### What the exercise asks
Please copy the leading lines of the entries below exactly, concluding with the line in which "operand and exception" occurs.

(Records excerpted from a collection)

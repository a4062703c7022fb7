//! Editable method bodies.
//!
//! A [`MethodBody`] stores its instructions in an arena of slots plus a separate list that
//! orders them. An [`InstrId`] names one slot of one body and never changes meaning: inserting
//! instructions only adds slots and reorders the list, so every branch operand and exception
//! handler boundary that holds a handle keeps pointing at the same instruction through any
//! number of edits.
//!
//! Handles also carry the identity of the body that issued them. Using a handle with a
//! different body is rejected with [`crate::Error::ForeignInstruction`] instead of silently
//! addressing an unrelated slot.
//!
//! # Examples
//!
//! ```rust
//! use ilpatch::assembly::{Instruction, OpCode, Operand};
//! use ilpatch::metadata::method::MethodBody;
//!
//! let mut body = MethodBody::new();
//! let first = body.push(Instruction::new(OpCode::NOP, Operand::None)?)?;
//! let ret = body.push(Instruction::new(OpCode::RET, Operand::None)?)?;
//!
//! assert_eq!(body.len(), 2);
//! assert_eq!(body.position(ret), Some(1));
//! assert_eq!(body.at(0)?, first);
//! assert!(!MethodBody::new().contains(first));
//! # Ok::<(), ilpatch::Error>(())
//! ```

use std::{
    fmt,
    sync::atomic::{AtomicU32, Ordering},
};

use crate::{
    assembly::{Instruction, OpCode, Operand},
    metadata::{method::ExceptionHandler, token::Token},
    Error::{DanglingTarget, ForeignInstruction, IndexOutOfRange, StaleAnchor},
    Result,
};

static NEXT_BODY_ID: AtomicU32 = AtomicU32::new(1);

/// Stable handle of one instruction within one [`MethodBody`].
#[derive(Clone, Copy, PartialEq, Eq, Hash, PartialOrd, Ord)]
pub struct InstrId {
    body: u32,
    slot: u32,
}

impl InstrId {
    /// Arena slot of the instruction; unrelated to its position in the list.
    #[must_use]
    pub fn slot(&self) -> usize {
        self.slot as usize
    }
}

impl fmt::Debug for InstrId {
    fn fmt(&self, f: &mut fmt::Formatter<'_>) -> fmt::Result {
        write!(f, "InstrId(body: {}, slot: {})", self.body, self.slot)
    }
}

impl fmt::Display for InstrId {
    fn fmt(&self, f: &mut fmt::Formatter<'_>) -> fmt::Result {
        write!(f, "@{}", self.slot)
    }
}

struct Slot {
    instruction: Instruction,
    attached: bool,
}

/// The code of one method: instructions, stack size, locals and exception handlers.
pub struct MethodBody {
    id: u32,
    slots: Vec<Slot>,
    order: Vec<u32>,
    /// Maximum evaluation stack depth declared by the header
    pub max_stack: u16,
    /// Local variable signature, null if the method has no locals
    pub local_var_sig_token: Token,
    /// Locals are zero-initialized on entry
    pub init_locals: bool,
    /// Protected regions, in the order the runtime should search them
    pub exception_handlers: Vec<ExceptionHandler>,
    shifted: bool,
}

impl MethodBody {
    /// Creates an empty body with a fresh identity.
    #[must_use]
    pub fn new() -> Self {
        MethodBody {
            id: NEXT_BODY_ID.fetch_add(1, Ordering::Relaxed),
            slots: Vec::new(),
            order: Vec::new(),
            max_stack: 0,
            local_var_sig_token: Token::new(0),
            init_locals: false,
            exception_handlers: Vec::new(),
            shifted: false,
        }
    }

    /// The handle that the instruction in arena slot `slot` has, or will have.
    ///
    /// Lets decoders and builders refer to instructions before they are added.
    #[must_use]
    pub(crate) fn id_for_slot(&self, slot: usize) -> InstrId {
        InstrId {
            body: self.id,
            // Arena sizes are bounded by code size, far below u32::MAX
            #[allow(clippy::cast_possible_truncation)]
            slot: slot as u32,
        }
    }

    /// Number of arena slots, attached or not.
    pub(crate) fn slot_count(&self) -> usize {
        self.slots.len()
    }

    /// Number of instructions in the list.
    #[must_use]
    pub fn len(&self) -> usize {
        self.order.len()
    }

    /// Returns true if the body has no instructions.
    #[must_use]
    pub fn is_empty(&self) -> bool {
        self.order.is_empty()
    }

    /// Handles of all instructions, in list order.
    pub fn ids(&self) -> impl Iterator<Item = InstrId> + '_ {
        self.order.iter().map(|&slot| InstrId {
            body: self.id,
            slot,
        })
    }

    /// All instructions with their handles, in list order.
    pub fn iter(&self) -> impl Iterator<Item = (InstrId, &Instruction)> + '_ {
        self.order.iter().map(|&slot| {
            (
                InstrId {
                    body: self.id,
                    slot,
                },
                &self.slots[slot as usize].instruction,
            )
        })
    }

    /// Returns true if `id` was issued by this body, attached or not.
    #[must_use]
    pub fn owns(&self, id: InstrId) -> bool {
        id.body == self.id && id.slot() < self.slots.len()
    }

    /// Returns true if `id` is an instruction currently in this body's list.
    #[must_use]
    pub fn contains(&self, id: InstrId) -> bool {
        self.owns(id) && self.slots[id.slot()].attached
    }

    /// The instruction behind `id`, if it is currently in the list.
    #[must_use]
    pub fn get(&self, id: InstrId) -> Option<&Instruction> {
        if self.contains(id) {
            Some(&self.slots[id.slot()].instruction)
        } else {
            None
        }
    }

    /// The instruction behind `id`.
    ///
    /// # Errors
    /// Returns [`crate::Error::ForeignInstruction`] for a handle of another body and
    /// [`crate::Error::StaleAnchor`] for an instruction that was removed.
    pub fn instruction(&self, id: InstrId) -> Result<&Instruction> {
        self.check_attached(id)?;
        Ok(&self.slots[id.slot()].instruction)
    }

    /// Handle of the instruction at list position `index`.
    ///
    /// # Errors
    /// Returns [`crate::Error::IndexOutOfRange`] if the list is shorter.
    pub fn at(&self, index: usize) -> Result<InstrId> {
        self.order
            .get(index)
            .map(|&slot| InstrId {
                body: self.id,
                slot,
            })
            .ok_or(IndexOutOfRange(index))
    }

    /// List position of `id`, if it is in the list.
    #[must_use]
    pub fn position(&self, id: InstrId) -> Option<usize> {
        if !self.contains(id) {
            return None;
        }
        self.order.iter().position(|&slot| slot == id.slot)
    }

    /// Number of branch operands and handler boundaries that reference `id`.
    #[must_use]
    pub fn referrers(&self, id: InstrId) -> usize {
        let branches: usize = self
            .iter()
            .map(|(_, instruction)| {
                instruction
                    .operand
                    .targets()
                    .iter()
                    .filter(|&&target| target == id)
                    .count()
            })
            .sum();

        let handlers: usize = self
            .exception_handlers
            .iter()
            .map(|handler| handler.boundaries().filter(|&b| b == id).count())
            .sum();

        branches + handlers
    }

    /// Returns true once an edit has changed the encoded size of any instruction, making the
    /// recorded original offsets unusable for lookups.
    #[must_use]
    pub fn is_shifted(&self) -> bool {
        self.shifted
    }

    /// Appends an instruction to the end of the list.
    ///
    /// Branch targets must already be in the body; use a
    /// [`crate::patch::Sequence`] to build code with forward jumps.
    ///
    /// # Errors
    /// Returns [`crate::Error::DanglingTarget`] or [`crate::Error::ForeignInstruction`] if a
    /// branch target is not an instruction of this body.
    pub fn push(&mut self, instruction: Instruction) -> Result<InstrId> {
        self.check_targets(&instruction.operand)?;
        if instruction.offset.is_none() {
            self.shifted = true;
        }
        Ok(self.push_unchecked(instruction))
    }

    /// Appends without validating targets. Used by the decoder, which resolves targets to
    /// slots that are only filled later.
    pub(crate) fn push_unchecked(&mut self, instruction: Instruction) -> InstrId {
        let id = self.id_for_slot(self.slots.len());
        self.slots.push(Slot {
            instruction,
            attached: true,
        });
        self.order.push(id.slot);
        id
    }

    /// Overwrites the opcode and operand behind `id`.
    pub(crate) fn set(&mut self, id: InstrId, opcode: OpCode, operand: Operand) -> Result<()> {
        self.check_attached(id)?;
        let slot = &mut self.slots[id.slot()].instruction;
        slot.opcode = opcode;
        slot.operand = operand;
        Ok(())
    }

    /// Inserts `instructions` directly after list position `position`. Slots are allocated in
    /// the order given, so handles can be predicted with [`MethodBody::id_for_slot`].
    pub(crate) fn insert_after(
        &mut self,
        position: usize,
        instructions: Vec<Instruction>,
    ) -> Vec<InstrId> {
        let first_slot = self.slots.len();
        let ids: Vec<InstrId> = (0..instructions.len())
            .map(|i| self.id_for_slot(first_slot + i))
            .collect();

        self.slots
            .extend(instructions.into_iter().map(|instruction| Slot {
                instruction,
                attached: true,
            }));

        let at = (position + 1).min(self.order.len());
        self.order
            .splice(at..at, ids.iter().map(|id| id.slot));

        self.shifted = true;
        ids
    }

    /// Takes `id` out of the list. The slot stays allocated so the handle reports
    /// [`crate::Error::StaleAnchor`] from then on.
    pub(crate) fn detach(&mut self, id: InstrId) -> Result<()> {
        self.check_attached(id)?;
        let position = self.position(id).ok_or(StaleAnchor)?;
        self.order.remove(position);
        self.slots[id.slot()].attached = false;
        self.shifted = true;
        Ok(())
    }

    pub(crate) fn mark_shifted(&mut self) {
        self.shifted = true;
    }

    /// Fails unless `id` is an attached instruction of this body.
    pub(crate) fn check_attached(&self, id: InstrId) -> Result<()> {
        if !self.owns(id) {
            return Err(ForeignInstruction);
        }
        if !self.slots[id.slot()].attached {
            return Err(StaleAnchor);
        }
        Ok(())
    }

    /// Fails unless every branch target of `operand` is an attached instruction of this body.
    pub(crate) fn check_targets(&self, operand: &Operand) -> Result<()> {
        for &target in operand.targets() {
            if !self.owns(target) {
                return Err(ForeignInstruction);
            }
            if !self.slots[target.slot()].attached {
                return Err(DanglingTarget);
            }
        }
        Ok(())
    }
}

impl Default for MethodBody {
    fn default() -> Self {
        MethodBody::new()
    }
}

impl fmt::Debug for MethodBody {
    fn fmt(&self, f: &mut fmt::Formatter<'_>) -> fmt::Result {
        f.debug_struct("MethodBody")
            .field("id", &self.id)
            .field("instructions", &self.len())
            .field("max_stack", &self.max_stack)
            .field("exception_handlers", &self.exception_handlers.len())
            .field("shifted", &self.shifted)
            .finish()
    }
}

#[cfg(test)]
mod tests {
    use super::*;
    use crate::assembly::{Immediate, OpCode};
    use crate::metadata::method::ExceptionHandlerFlags;

    fn nop() -> Instruction {
        Instruction::new(OpCode::NOP, Operand::None).unwrap()
    }

    #[test]
    fn handles_are_body_specific() {
        let mut a = MethodBody::new();
        let b = MethodBody::new();

        let id = a.push(nop()).unwrap();
        assert!(a.contains(id));
        assert!(!b.contains(id));
        assert!(matches!(b.instruction(id), Err(ForeignInstruction)));
        assert!(matches!(b.at(0), Err(IndexOutOfRange(0))));
    }

    #[test]
    fn insert_keeps_handles() {
        let mut body = MethodBody::new();
        let first = body.push(nop()).unwrap();
        let last = body
            .push(Instruction::new(OpCode::BR, Operand::Target(first)).unwrap())
            .unwrap();

        let inserted = body.insert_after(
            0,
            vec![
                Instruction::new(OpCode::LDC_I4_S, Operand::Immediate(Immediate::Int8(1)))
                    .unwrap(),
                Instruction::new(OpCode::POP, Operand::None).unwrap(),
            ],
        );

        assert_eq!(inserted.len(), 2);
        assert_eq!(body.len(), 4);
        assert_eq!(body.position(first), Some(0));
        assert_eq!(body.position(inserted[0]), Some(1));
        assert_eq!(body.position(inserted[1]), Some(2));
        assert_eq!(body.position(last), Some(3));
        assert_eq!(
            body.instruction(last).unwrap().operand,
            Operand::Target(first)
        );
        assert!(body.is_shifted());
    }

    #[test]
    fn push_rejects_dangling_target() {
        let mut body = MethodBody::new();
        let other = MethodBody::new();
        let foreign = other.id_for_slot(0);

        let result = body.push(Instruction::new(OpCode::BR, Operand::Target(foreign)).unwrap());
        assert!(matches!(result, Err(ForeignInstruction)));

        let unborn = body.id_for_slot(5);
        let result = body.push(Instruction::new(OpCode::BR, Operand::Target(unborn)).unwrap());
        assert!(matches!(result, Err(ForeignInstruction)));
    }

    #[test]
    fn detach() {
        let mut body = MethodBody::new();
        let first = body.push(nop()).unwrap();
        let second = body.push(nop()).unwrap();

        body.detach(first).unwrap();
        assert_eq!(body.len(), 1);
        assert!(!body.contains(first));
        assert!(body.owns(first));
        assert!(matches!(body.instruction(first), Err(StaleAnchor)));
        assert!(matches!(body.detach(first), Err(StaleAnchor)));
        assert_eq!(body.at(0).unwrap(), second);
    }

    #[test]
    fn referrers() {
        let mut body = MethodBody::new();
        let target = body.push(nop()).unwrap();
        let end = body.push(nop()).unwrap();
        body.push(Instruction::new(OpCode::BR_S, Operand::Target(target)).unwrap())
            .unwrap();
        body.push(Instruction::new(OpCode::SWITCH, Operand::Switch(vec![target, end])).unwrap())
            .unwrap();
        body.exception_handlers.push(ExceptionHandler {
            flags: ExceptionHandlerFlags::FINALLY,
            try_start: target,
            try_end: Some(end),
            handler_start: end,
            handler_end: None,
            filter_start: None,
            class_token: Token::new(0),
        });

        assert_eq!(body.referrers(target), 3);
        assert_eq!(body.referrers(end), 3);
    }
}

### Task result
repository a4062703c7022fb7
//! Editable method bodies.
//!
//! A [`MethodBody`] stores its instructions in an arena of slots plus a separate list that
//! orders them. An [`InstrId`] names one slot of one body and never changes meaning: inserting
//! instructions only adds slots and reorders the list, so every branch operand and exception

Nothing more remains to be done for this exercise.